Setelah operasi pengangkatan payudara sebelah kanan, hasil laboratorium menunjukkan di payudara Juniarti ada tumor ganas. Ia positif menderita kanker payudara HER2 positif, metastasis, dan berada di stadium 3B.
ilustrasi kanker (pixabay.com)
Usai operasi, Juniarti disarankan menjalani kemoterapi. Pada 24 Juni 2018, dokter pun meresepkan tiga obat kemoterapi dan satu obat yang tergolong terapi target untuk pengobatan kanker payudara HER2 positif, yaitu Herceptin atau nama lainnya Trastuzumab.
Perkara muncul kala apoteker Rumah Sakit Persahabatan menolak resep Juniarti untuk obat tersebut.

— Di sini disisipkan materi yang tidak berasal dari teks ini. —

//! Input symbol tree and output chunk records.
use serde::{Deserialize, Serialize};

/// LSP symbol kind (`SymbolKind` in the protocol, 1-based).
#[derive(Debug, Clone, Copy, PartialEq, Eq, Hash, Serialize, Deserialize)]
#[serde(from = "u32", into = "u32")]
pub enum SymbolKind {
    File,
    Module,
    Namespace,
    Package,
    Class,
    Method,
    Property,
    Field,
    Constructor,
    Enum,
    Interface,
    Function,
    Variable,
    Constant,
    String,
    Number,
    Boolean,
    Array,
    Object,
    Key,
    Null,
    EnumMember,
    Struct,
    Event,
    Operator,
    TypeParameter,
    Unknown(u32),
}

impl From<u32> for SymbolKind {
    fn from(value: u32) -> Self {
        match value {
            1 => SymbolKind::File,
            2 => SymbolKind::Module,
            3 => SymbolKind::Namespace,
            4 => SymbolKind::Package,
            5 => SymbolKind::Class,
            6 => SymbolKind::Method,
            7 => SymbolKind::Property,
            8 => SymbolKind::Field,
            9 => SymbolKind::Constructor,
            10 => SymbolKind::Enum,
            11 => SymbolKind::Interface,
            12 => SymbolKind::Function,
            13 => SymbolKind::Variable,
            14 => SymbolKind::Constant,
            15 => SymbolKind::String,
            16 => SymbolKind::Number,
            17 => SymbolKind::Boolean,
            18 => SymbolKind::Array,
            19 => SymbolKind::Object,
            20 => SymbolKind::Key,
            21 => SymbolKind::Null,
            22 => SymbolKind::EnumMember,
            23 => SymbolKind::Struct,
            24 => SymbolKind::Event,
            25 => SymbolKind::Operator,
            26 => SymbolKind::TypeParameter,
            other => SymbolKind::Unknown(other),
        }
    }
}

impl From<SymbolKind> for u32 {
    fn from(kind: SymbolKind) -> Self {
        match kind {
            SymbolKind::File => 1,
            SymbolKind::Module => 2,
            SymbolKind::Namespace => 3,
            SymbolKind::Package => 4,
            SymbolKind::Class => 5,
            SymbolKind::Method => 6,
            SymbolKind::Property => 7,
            SymbolKind::Field => 8,
            SymbolKind::Constructor => 9,
            SymbolKind::Enum => 10,
            SymbolKind::Interface => 11,
            SymbolKind::Function => 12,
            SymbolKind::Variable => 13,
            SymbolKind::Constant => 14,
            SymbolKind::String => 15,
            SymbolKind::Number => 16,
            SymbolKind::Boolean => 17,
            SymbolKind::Array => 18,
            SymbolKind::Object => 19,
            SymbolKind::Key => 20,
            SymbolKind::Null => 21,
            SymbolKind::EnumMember => 22,
            SymbolKind::Struct => 23,
            SymbolKind::Event => 24,
            SymbolKind::Operator => 25,
            SymbolKind::TypeParameter => 26,
            SymbolKind::Unknown(raw) => raw,
        }
    }
}

impl SymbolKind {
    /// Chunk label for this kind; `"Unknown"` for kinds that are never extracted.
    pub fn label(&self) -> &'static str {
        match self {
            SymbolKind::Function => "Function",
            SymbolKind::Method => "Method",
            SymbolKind::Class => "Class",
            SymbolKind::Struct => "Struct",
            SymbolKind::Constructor => "Constructor",
            SymbolKind::Enum => "Enum",
            SymbolKind::Interface => "Interface",
            SymbolKind::Namespace => "Namespace",
            _ => "Unknown",
        }
    }

    pub fn is_extractable(&self) -> bool {
        matches!(
            self,
            SymbolKind::Function
                | SymbolKind::Method
                | SymbolKind::Class
                | SymbolKind::Struct
                | SymbolKind::Constructor
                | SymbolKind::Enum
                | SymbolKind::Interface
                | SymbolKind::Namespace
        )
    }

    /// Kinds whose name becomes the `struct_name` of their descendants.
    pub fn is_type_scope(&self) -> bool {
        matches!(self, SymbolKind::Class | SymbolKind::Struct)
    }
}

#[derive(Debug, Clone, Copy, Default, PartialEq, Eq, Serialize, Deserialize)]
pub struct Position {
    pub line: u32,
    pub character: u32,
}

#[derive(Debug, Clone, Copy, Default, PartialEq, Eq, Serialize, Deserialize)]
pub struct Range {
    pub start: Position,
    pub end: Position,
}

impl Range {
    /// Range covering whole lines `start..=end` (0-indexed).
    pub fn lines(start: u32, end: u32) -> Self {
        Self {
            start: Position {
                line: start,
                character: 0,
            },
            end: Position {
                line: end,
                character: 0,
            },
        }
    }
}

/// One node of a hierarchical `textDocument/documentSymbol` response.
#[derive(Debug, Clone, PartialEq, Serialize, Deserialize)]
pub struct SymbolNode {
    pub name: String,
    #[serde(default, skip_serializing_if = "String::is_empty")]
    pub detail: String,
    pub kind: SymbolKind,
    pub range: Range,
    #[serde(default, skip_serializing_if = "Vec::is_empty")]
    pub children: Vec<SymbolNode>,
}

impl SymbolNode {
    pub fn new(name: impl Into<String>, kind: SymbolKind, range: Range) -> Self {
        Self {
            name: name.into(),
            detail: String::new(),
            kind,
            range,
            children: Vec::new(),
        }
    }

    pub fn with_detail(mut self, detail: impl Into<String>) -> Self {
        self.detail = detail.into();
        self
    }

    pub fn with_children(mut self, children: Vec<SymbolNode>) -> Self {
        self.children = children;
        self
    }
}

#[derive(Debug, Clone, Default, PartialEq, Serialize, Deserialize)]
pub struct ChunkContext {
    pub module: String,
    pub file_path: String,
    pub file_name: String,
    #[serde(default, skip_serializing_if = "String::is_empty")]
    pub struct_name: String,
    pub snippet: String,
}

/// A flattened, view-enriched code entity.
///
/// Structural fields are filled by [`crate::indexer::flatten`]; `text_view`,
/// `code_view` and `ident_tokens` by [`crate::nl::views::enrich`].
#[derive(Debug, Clone, Default, PartialEq, Serialize, Deserialize)]
pub struct SemanticChunk {
    pub name: String,
    pub signature: String,
    pub code_type: String,
    pub docstring: String,
    pub line: usize,
    pub line_from: usize,
    pub line_to: usize,
    pub context: ChunkContext,
    #[serde(default)]
    pub text_view: String,
    #[serde(default)]
    pub code_view: String,
    #[serde(default)]
    pub ident_tokens: Vec<String>,
}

Alasannya karena sejak 1 April 2018 obat Trastuzumab dihentikan penjaminannya oleh BPJS Kesehatan. "Belakangan kami baru tahu penjaminan itu dihentikan BPJS atas dasar pertimbangan Dewan Pertimbangan Klinis BPJS yang menganggap obat itu tidak bermanfaat secara medis," ujar Edy.

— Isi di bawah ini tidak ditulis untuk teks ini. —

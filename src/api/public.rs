//! Public browse endpoints.
//!
//! No token required; list and search results are pre-filtered to available
//! books. Detail lookup by ID is unfiltered, matching the admin view.

use axum::{
    extract::{Path, Query, State},
    Json,
};

use crate::{
    error::AppResult,
    models::{
        book::{BookQuery, BookResponse},
        category::CategoryResponse,
    },
};

use super::{PaginatedResponse, Pagination};

/// Public book search filters (availability is forced server-side)
#[derive(Debug, Default, serde::Deserialize, utoipa::IntoParams)]
#[serde(rename_all = "camelCase")]
pub struct PublicBookQuery {
    pub title: Option<String>,
    pub author: Option<String>,
    pub category_id: Option<i64>,
    #[param(value_type = Option<String>)]
    pub min_price: Option<rust_decimal::Decimal>,
    #[param(value_type = Option<String>)]
    pub max_price: Option<rust_decimal::Decimal>,
    /// Zero-based page number (default: 0)
    pub page: Option<i64>,
    /// Page size (default: 20)
    pub size: Option<i64>,
}

impl PublicBookQuery {
    fn into_available_query(self) -> BookQuery {
        BookQuery {
            title: self.title,
            author: self.author,
            category_id: self.category_id,
            is_available: Some(true),
            min_price: self.min_price,
            max_price: self.max_price,
            page: self.page,
            size: self.size,
        }
    }
}

/// Browse available books
#[utoipa::path(
    get,
    path = "/public/books",
    tag = "public",
    params(Pagination),
    responses(
        (status = 200, description = "Paginated available books", body = PaginatedResponse<BookResponse>)
    )
)]
pub async fn browse_books(
    State(state): State<crate::AppState>,
    Query(pagination): Query<Pagination>,
) -> AppResult<Json<PaginatedResponse<BookResponse>>> {
    let query = BookQuery {
        is_available: Some(true),
        page: Some(pagination.page()),
        size: Some(pagination.size()),
        ..Default::default()
    };
    let (items, total) = state.services.books.search(&query).await?;
    Ok(Json(PaginatedResponse {
        items,
        total,
        page: pagination.page(),
        size: pagination.size(),
    }))
}

/// Search available books
#[utoipa::path(
    get,
    path = "/public/books/search",
    tag = "public",
    params(PublicBookQuery),
    responses(
        (status = 200, description = "Paginated available books", body = PaginatedResponse<BookResponse>)
    )
)]
pub async fn search_books(
    State(state): State<crate::AppState>,
    Query(query): Query<PublicBookQuery>,
) -> AppResult<Json<PaginatedResponse<BookResponse>>> {
    let query = query.into_available_query();
    let (items, total) = state.services.books.search(&query).await?;
    Ok(Json(PaginatedResponse {
        items,
        total,
        page: query.page(),
        size: query.size(),
    }))
}

/// Browse books in a category
#[utoipa::path(
    get,
    path = "/public/books/category/{category_id}",
    tag = "public",
    params(
        ("category_id" = i64, Path, description = "Category ID"),
        Pagination
    ),
    responses(
        (status = 200, description = "Paginated books", body = PaginatedResponse<BookResponse>),
        (status = 404, description = "Category not found")
    )
)]
pub async fn browse_books_by_category(
    State(state): State<crate::AppState>,
    Path(category_id): Path<i64>,
    Query(pagination): Query<Pagination>,
) -> AppResult<Json<PaginatedResponse<BookResponse>>> {
    let (items, total) = state
        .services
        .books
        .list_by_category(category_id, pagination.page(), pagination.size())
        .await?;
    Ok(Json(PaginatedResponse {
        items,
        total,
        page: pagination.page(),
        size: pagination.size(),
    }))
}

/// Get book details
#[utoipa::path(
    get,
    path = "/public/books/{id}",
    tag = "public",
    params(("id" = i64, Path, description = "Book ID")),
    responses(
        (status = 200, description = "Book details", body = BookResponse),
        (status = 404, description = "Book not found")
    )
)]
pub async fn get_book_details(
    State(state): State<crate::AppState>,
    Path(id): Path<i64>,
) -> AppResult<Json<BookResponse>> {
    let book = state.services.books.get_by_id(id).await?;
    Ok(Json(book))
}

/// Active categories for public browsing
#[utoipa::path(
    get,
    path = "/public/books/categories",
    tag = "public",
    responses(
        (status = 200, description = "Active categories", body = Vec<CategoryResponse>)
    )
)]
pub async fn list_active_categories(
    State(state): State<crate::AppState>,
) -> AppResult<Json<Vec<CategoryResponse>>> {
    let categories = state.services.categories.list_active().await?;
    Ok(Json(categories))
}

Padahal, menurut Edy, Trastuzumab adalah obat yang aman, bermutu dan berkhasiat yang perlu dijamin aksesbilitasnya dalam rangka pelayanan Jaminan Kesehatan Nasional, merujuk kepada Keputusan Menteri Kesehatan RI tentang Formularium Nasional 2018 yang ditetapkan pada 28 Desember 2017. "Di halaman 66 pada poin 43 keputusan itu menyebutkan secara tegas bahwa Trastuzumab diberikan pada pasien kanker payudara metastatik dengan HER 2 positif dan wajib dijamin ketersediaan obatnya oleh BPJS Kesehatan."
Atas perkara itu, Edy sempat menemui Direktur Jaminan Pelayanan Kesehatan BPJS Kesehatan, R. Maya Amiarny Rusady dan Ketua Dewan Pertimbangan Klinis BPJS Kesehatan, Prof Agus Poerwadianto, Selasa petang, 3 Juli 2018, di kantor pusat BPJS Kesehatan, Jakarta. Namun, ia masih belum mendapat alasan yang tegas ihwal pencabutan jaminan itu. "Masih samar dan mengambang."
Usai pertemuan itu, Kepala Humas BPJS Kesehatan Nopi Hidayat pun menghubungi Edy dan memintanya menulis kronologi penyakit Juniarti, serta beberapa informasi tambahan untuk BPJS Kesehatan. Merasa mendapat angin segar, Edy membalas pesan tersebut dan tetap berharap agar BPJS menjamin obat Trastuzumab. "Saya memberi waktu hingga istri saya menjalani kemoterapi pertama pada tanggal 10 Juli 2018 di RS Persahabatan Jakarta Timur," ujar Edy.
Harapan tinggal harapan, Juniarti menjalani kemoterapi pertama tanpa obat Trastuzumab. Saat itu, Edy ditelepon kembali oleh pihak BPJS Kesehatan yang mengatakan bahwa kasus Juniarti tengah diproses.
Edy lalu mendapat penjelasan bahwa direksi BPJS percaya masih ada 22 obat kanker di luar Trastuzumab. "Tapi BPJS tidak pernah menyebutkan obat apa di luar Trastuzumab yang telah terbukti secara ilmiah, medis dan empiris memperpanjang usia penderita kanker payudara HER2 positif."
Dihubungi terpisah, Humas BPJS Kesehatan Nopi Hidayat mengatakan tak dijaminnya obat Trastuzumab sudah sesuai dengan Keputusan Dewan Pertimbangan Klinis. "Keputusan itu menyatakan obat tersebut tidak memiliki dasar indikasi medis untuk digunakan bagi pasien kanker payudara metastatik walaupun dengan restriksi," kata dia.